Dulu, dunia bagiku hanyalah hamparan kanvas penuh warna cerah; idealisme membumbung tinggi, dan rencana masa depan sudah tersusun rapi hingga ke detail terkecil. Aku hidup dalam gelembung nyaman yang diisi oleh buku-buku tebal, impian beasiswa luar negeri, dan keyakinan naif bahwa semua masalah dapat diselesaikan dengan logika murni. Kedewasaan terasa seperti janji yang terlalu jauh, sebuah pakaian kebesaran yang belum perlu kucoba.
Namun, badai datang tanpa permisi, bukan dalam bentuk hujan deras, melainkan lewat panggilan telepon yang sunyi dari Ayah. Bisnis bengkel keluarga yang telah berdiri tegak puluhan tahun tiba-tiba limbung dihantam krisis, meninggalkan tumpukan tagihan yang menggunung dan wajah-wajah pekerja yang penuh ketidakpastian. Seketika, peta duniaku tercabik; beasiswa yang sudah di depan mata terasa hampa dibandingkan tanggung jawab yang mendesak di rumah.
Malam-malam itu, aku bergumul dengan ego dan rasa keadilan yang terluka. Mengapa aku, yang dipersiapkan untuk dunia akademis, harus menyelam ke lumpur administrasi dan negosiasi yang keras? Aku marah pada takdir, pada kenyataan bahwa hidup tidak selalu menawarkan pilihan yang indah, melainkan seringkali menyodorkan kompromi yang menyakitkan.
Keputusan itu akhirnya kubuat: melepaskan impian ke luar negeri untuk sementara, dan mengambil alih kendali keuangan bengkel. Ini adalah transisi yang brutal; dari membaca filsafat Plato, aku beralih mempelajari laporan laba rugi, berhadapan dengan bank, dan menahan air mata saat harus merumahkan beberapa pekerja lama. Aku harus belajar berbicara dengan suara yang tegas, bukan lagi suara manja seorang mahasiswi.
Setiap hari adalah pelajaran baru tentang kerentanan manusia dan kerasnya bertahan hidup. Aku menyadari bahwa keberanian bukanlah ketiadaan rasa takut, melainkan kemampuan untuk bertindak meski lutut bergetar.
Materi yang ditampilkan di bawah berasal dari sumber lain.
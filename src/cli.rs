use clap::{Parser, Subcommand};
use std::path::PathBuf;

/// Gym dashboard form engine - inspect and check the dashboard's form schemas
#[derive(Parser, Debug, Clone)]
#[command(name = "gymdash", version, about, long_about = None)]
pub struct Cli {
    /// Path to the configuration file
    #[arg(short, long, env = "GYMDASH_CONFIG", default_value = "gymdash.toml")]
    pub config: PathBuf,

    /// Directory holding extra schema files
    #[arg(long, env = "GYMDASH_SCHEMAS_DIR")]
    pub schemas_dir: Option<PathBuf>,

    /// Page size for paginated selects
    #[arg(long, env = "GYMDASH_PAGE_SIZE")]
    pub page_size: Option<usize>,

    /// Search debounce in milliseconds
    #[arg(long, env = "GYMDASH_DEBOUNCE_MS")]
    pub debounce_ms: Option<u64>,

    #[command(subcommand)]
    pub command: Command,
}

#[derive(Subcommand, Debug, Clone, PartialEq)]
pub enum Command {
    /// List the built-in screens and any loaded schema files
    List,

    /// Print a screen's schema as JSON
    Schema {
        /// Screen name (members, blogs, meals, exercises, categories) or schema file stem
        name: String,
    },

    /// Check that a schema file parses and is well formed
    Check {
        path: PathBuf,
    },

    /// Validate a JSON record against a schema and print the field errors
    Validate {
        /// Screen name or schema file stem
        schema: String,

        /// JSON object of field values
        #[arg(short, long)]
        data: PathBuf,
    },
}

#[cfg(test)]
mod tests {
    use super::*;

    #[test]
    fn test_cli_defaults() {
        let cli = Cli::parse_from(["gymdash", "list"]);
        assert_eq!(cli.config, PathBuf::from("gymdash.toml"));
        assert!(cli.schemas_dir.is_none());
        assert!(cli.page_size.is_none());
        assert!(cli.debounce_ms.is_none());
        assert_eq!(cli.command, Command::List);
    }

    #[test]
    fn test_cli_with_args() {
        let cli = Cli::parse_from([
            "gymdash",
            "--config",
            "custom.toml",
            "--schemas-dir",
            "forms/",
            "--page-size",
            "25",
            "--debounce-ms",
            "150",
            "validate",
            "meals",
            "--data",
            "meal.json",
        ]);
        assert_eq!(cli.config, PathBuf::from("custom.toml"));
        assert_eq!(cli.schemas_dir, Some(PathBuf::from("forms/")));
        assert_eq!(cli.page_size, Some(25));
        assert_eq!(cli.debounce_ms, Some(150));
        assert_eq!(
            cli.command,
            Command::Validate {
                schema: "meals".to_string(),
                data: PathBuf::from("meal.json"),
            }
        );
    }

    #[test]
    fn test_subcommand_required() {
        assert!(Cli::try_parse_from(["gymdash"]).is_err());
    }
}
//! Repeatable sub-list (meal items)

use super::schema::{FieldDescriptor, RepeatableGroupConfig};
use super::validation::{validate_repeatable_items, ValidationError};
use super::value::{Locale, RepeatableGroupItem};

/// Ordered list of sub-records nested inside one field.
///
/// The list never becomes empty through [`remove`](Self::remove): the last
/// remaining item cannot be deleted.
#[derive(Clone, Debug, Default, PartialEq)]
pub struct RepeatableList {
    items: Vec<RepeatableGroupItem>,
}

impl RepeatableList {
    pub fn new(items: Vec<RepeatableGroupItem>) -> Self {
        Self { items }
    }

    pub fn items(&self) -> &[RepeatableGroupItem] {
        &self.items
    }

    pub fn into_items(self) -> Vec<RepeatableGroupItem> {
        self.items
    }

    pub fn len(&self) -> usize {
        self.items.len()
    }

    pub fn is_empty(&self) -> bool {
        self.items.is_empty()
    }

    /// Append an empty item
    pub fn add(&mut self) {
        self.items.push(RepeatableGroupItem::default());
    }

    /// Delete the item at `index`; refuses the last remaining item
    pub fn remove(&mut self, index: usize) -> bool {
        if self.items.len() <= 1 || index >= self.items.len() {
            return false;
        }
        self.items.remove(index);
        true
    }

    /// Set one locale text of one item
    pub fn update(&mut self, index: usize, locale: Locale, text: impl Into<String>) -> bool {
        match self.items.get_mut(index) {
            Some(item) => {
                item.description.set(locale, text);
                true
            }
            None => false,
        }
    }

    pub fn can_remove(&self) -> bool {
        self.items.len() > 1
    }

    pub fn validate(
        &self,
        field: &FieldDescriptor,
        config: &RepeatableGroupConfig,
    ) -> Vec<ValidationError> {
        validate_repeatable_items(field, config, &self.items)
    }
}

#[cfg(test)]
mod tests {
    use super::*;
    use crate::forms::schema::FieldKind;

    #[test]
    fn test_add_update_remove() {
        let mut list = RepeatableList::new(vec![RepeatableGroupItem::default()]);
        list.add();
        assert_eq!(list.len(), 2);

        assert!(list.update(1, Locale::Primary, "Eggs"));
        assert!(list.update(1, Locale::Secondary, "بيض"));
        assert!(!list.update(5, Locale::Primary, "nope"));
        assert_eq!(list.items()[1], RepeatableGroupItem::new("Eggs", "بيض"));

        assert!(list.remove(0));
        assert_eq!(list.len(), 1);
        assert_eq!(list.items()[0].description.primary, "Eggs");
    }

    #[test]
    fn test_last_item_not_removable() {
        let mut list = RepeatableList::new(vec![RepeatableGroupItem::new("Oats", "شوفان")]);
        assert!(!list.can_remove());
        assert!(!list.remove(0));
        assert_eq!(list.len(), 1);
    }

    #[test]
    fn test_remove_out_of_range() {
        let mut list = RepeatableList::new(vec![
            RepeatableGroupItem::default(),
            RepeatableGroupItem::default(),
        ]);
        assert!(!list.remove(2));
        assert_eq!(list.len(), 2);
    }

    #[test]
    fn test_validate_reports_each_missing_text() {
        let config = RepeatableGroupConfig::default();
        let field = FieldDescriptor::new("mealItems", "Meal items", FieldKind::RepeatableGroup(config.clone()));
        let list = RepeatableList::new(vec![
            RepeatableGroupItem::new("Oats", "شوفان"),
            RepeatableGroupItem::new("", ""),
        ]);

        let errors = list.validate(&field, &config);
        let fields: Vec<_> = errors.iter().map(|e| e.field.as_str()).collect();
        assert_eq!(
            fields,
            vec!["mealItems[1].description.en", "mealItems[1].description.ar"]
        );
    }
}
use crate::forms::{
    FieldDescriptor, FieldKind, FormSchema, FormSection, ImageConstraints, PaginationConfig,
    SelectOption, ValidationRules,
};

pub fn schema() -> FormSchema {
    FormSchema::new(vec![
        FormSection::new(
            "Personal information",
            vec![
                FieldDescriptor::new("name", "Full name", FieldKind::Text)
                    .required()
                    .english_only()
                    .length(Some(3), Some(60)),
                FieldDescriptor::new("email", "Email", FieldKind::Email).required(),
                FieldDescriptor::new("phone", "Phone", FieldKind::Text)
                    .required()
                    .with_rules(ValidationRules {
                        pattern: Some(r"^\+?[0-9]{8,15}$".to_string()),
                        pattern_message: Some("Enter a valid phone number".to_string()),
                        ..Default::default()
                    }),
                FieldDescriptor::new("birthDate", "Date of birth", FieldKind::Date),
                FieldDescriptor::new(
                    "gender",
                    "Gender",
                    FieldKind::Radio {
                        options: vec![
                            SelectOption::new("male", "Male"),
                            SelectOption::new("female", "Female"),
                        ],
                    },
                )
                .required(),
            ],
        )
        .icon("user"),
        FormSection::new(
            "Membership",
            vec![
                FieldDescriptor::new(
                    "planId",
                    "Plan",
                    FieldKind::SelectPagination(PaginationConfig::new("plans")),
                )
                .required(),
                FieldDescriptor::new("weight", "Weight (kg)", FieldKind::Number).range(20.0, 300.0),
                FieldDescriptor::new("height", "Height (cm)", FieldKind::Number).range(80.0, 250.0),
                FieldDescriptor::new("active", "Active", FieldKind::Switch),
            ],
        )
        .icon("id-card")
        .description("Plan and body measurements used for programs"),
        FormSection::new(
            "Account",
            vec![
                FieldDescriptor::new("password", "Password", FieldKind::Password)
                    .length(Some(8), Some(64)),
                FieldDescriptor::new(
                    "avatar",
                    "Profile photo",
                    FieldKind::Image(ImageConstraints::default()),
                ),
            ],
        )
        .icon("lock")
        .description("Leave the password empty to keep the current one"),
    ])
}
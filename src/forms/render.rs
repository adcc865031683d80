//! Widget selection and display state shared by every renderer

use super::schema::FieldKind;

/// Character ceiling shown by a textarea counter when no `max_length` is set
pub const DEFAULT_TEXTAREA_MAX_LENGTH: usize = 500;

/// Concrete control a field is rendered with
#[derive(Clone, Copy, Debug, PartialEq, Eq)]
pub enum WidgetKind {
    /// Single-line `<input>` with the given HTML type
    Input(&'static str),
    TextArea,
    Select,
    PaginatedSelect,
    Radio,
    Switch,
    ImageDrop,
    RepeatableGroup,
}

impl WidgetKind {
    pub fn for_field(kind: &FieldKind) -> Self {
        match kind {
            FieldKind::Text => WidgetKind::Input("text"),
            FieldKind::Email => WidgetKind::Input("email"),
            FieldKind::Password => WidgetKind::Input("password"),
            FieldKind::Number => WidgetKind::Input("number"),
            FieldKind::Date => WidgetKind::Input("date"),
            FieldKind::Url => WidgetKind::Input("url"),
            FieldKind::Textarea { .. } => WidgetKind::TextArea,
            FieldKind::Select { .. } => WidgetKind::Select,
            FieldKind::SelectPagination(_) => WidgetKind::PaginatedSelect,
            FieldKind::Radio { .. } => WidgetKind::Radio,
            FieldKind::Switch => WidgetKind::Switch,
            FieldKind::Image(_) => WidgetKind::ImageDrop,
            FieldKind::RepeatableGroup(_) => WidgetKind::RepeatableGroup,
        }
    }
}

/// Trailing status glyph of an input
#[derive(Clone, Copy, Debug, PartialEq, Eq)]
pub enum FieldStatus {
    Neutral,
    Valid,
    Invalid,
}

impl FieldStatus {
    pub fn from_flags(has_value: bool, has_error: bool) -> Self {
        match (has_value, has_error) {
            (_, true) => FieldStatus::Invalid,
            (true, false) => FieldStatus::Valid,
            (false, false) => FieldStatus::Neutral,
        }
    }

    pub fn css_class(&self) -> &'static str {
        match self {
            FieldStatus::Neutral => "text-gray-400",
            FieldStatus::Valid => "text-green-500",
            FieldStatus::Invalid => "text-red-500",
        }
    }

    pub fn glyph(&self) -> &'static str {
        match self {
            FieldStatus::Neutral => "○",
            FieldStatus::Valid => "✓",
            FieldStatus::Invalid => "!",
        }
    }
}

/// Floating label sits above the input when focused or filled
pub fn label_raised(focused: bool, has_value: bool) -> bool {
    focused || has_value
}

/// Switches and sub-lists are only checked on submit
pub fn validates_on_blur(kind: &FieldKind) -> bool {
    !matches!(kind, FieldKind::Switch | FieldKind::RepeatableGroup(_))
}

/// The empty "All" option of a paginated select
pub fn is_all_sentinel(value: &str) -> bool {
    value.is_empty()
}

/// Live `used / max` counter under a textarea
#[derive(Clone, Copy, Debug, PartialEq, Eq)]
pub struct CharacterCounter {
    pub used: usize,
    pub max: usize,
}

impl CharacterCounter {
    pub fn new(text: &str, max_length: Option<usize>) -> Self {
        Self::with_ceiling(text, max_length, DEFAULT_TEXTAREA_MAX_LENGTH)
    }

    /// `ceiling` is only shown when the field sets no `max_length`
    pub fn with_ceiling(text: &str, max_length: Option<usize>, ceiling: usize) -> Self {
        Self {
            used: text.chars().count(),
            max: max_length.unwrap_or(ceiling),
        }
    }

    pub fn is_over(&self) -> bool {
        self.used > self.max
    }

    pub fn label(&self) -> String {
        format!("{}/{}", self.used, self.max)
    }
}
Perlahan, aku mulai menemukan ritme baru, menghargai setiap penghematan kecil dan setiap senyum tulus dari para pegawai yang masih bertahan.
Di tengah kelelahan mental yang tak terperi, aku menyadari bahwa inilah skenario paling otentik dan paling jujur yang pernah kualami. Ini adalah babak paling penting dalam Novel kehidupan yang sedang kutulis, di mana setiap kegagalan dan keberhasilan kecil membentuk karakternya sendiri. Aku bukan lagi Risa yang idealis, melainkan Risa yang pragmatis, yang memahami bahwa empati dan ketekunan jauh lebih penting daripada nilai sempurna di atas kertas.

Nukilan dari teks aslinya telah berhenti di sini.